SVM Result: Test Dataset
SVM Result: Test DatasetΒΆ
In this section, we will see the performance of the trained SVM on the test dataset.
from sklearn.svm import SVC
import matplotlib.pyplot as plt
from sklearn.metrics import confusion_matrix, ConfusionMatrixDisplay
from sklearn.metrics import classification_report
import numpy as np
import pandas as pd
import pickle
---------------------------------------------------------------------------
ModuleNotFoundError Traceback (most recent call last)
Cell In[1], line 1
----> 1 from sklearn.svm import SVC
2 import matplotlib.pyplot as plt
3 from sklearn.metrics import confusion_matrix, ConfusionMatrixDisplay
ModuleNotFoundError: No module named 'sklearn'
feature_matrix_test = pd.read_csv("./data/final_feature_matrix_test.csv", index_col = 0)
X = feature_matrix_test.drop("fraudulent", axis = 1).values
y = feature_matrix_test.fraudulent.values
with open('./pickle/svm_model.pkl', 'rb') as f:
svm_model = pickle.load(f)
y_predict =svm_model.predict(X)
cm = confusion_matrix(y, y_predict, labels=svm_model.classes_)
disp = ConfusionMatrixDisplay(confusion_matrix=cm, display_labels=svm_model.classes_)
disp.plot()
<sklearn.metrics._plot.confusion_matrix.ConfusionMatrixDisplay at 0x276fc88bd30>

print(classification_report(y, y_predict))

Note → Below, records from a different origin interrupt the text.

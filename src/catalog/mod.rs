//! Fragment catalog
//!
//! The closed set of section groups and fragment kinds a species profile is
//! built from.

mod fragment_kind;

pub use fragment_kind::{FragmentKind, SectionGroup, CATALOG};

precision recall f1-score support
0 0.98 1.00 0.99 3403
1 0.93 0.58 0.71 173
accuracy 0.98 3576
macro avg 0.95 0.79 0.85 3576
weighted avg 0.98 0.98 0.97 3576
The performance of SVM on the test set looks great! Compared to the SVM in the previous work, we have improved on both accuracy and recall rate. Especially there is quite an impressive improvement in the recall rate (30% to 58%), which implies another improvement in fixing the overfitting problem that arose in the previous work.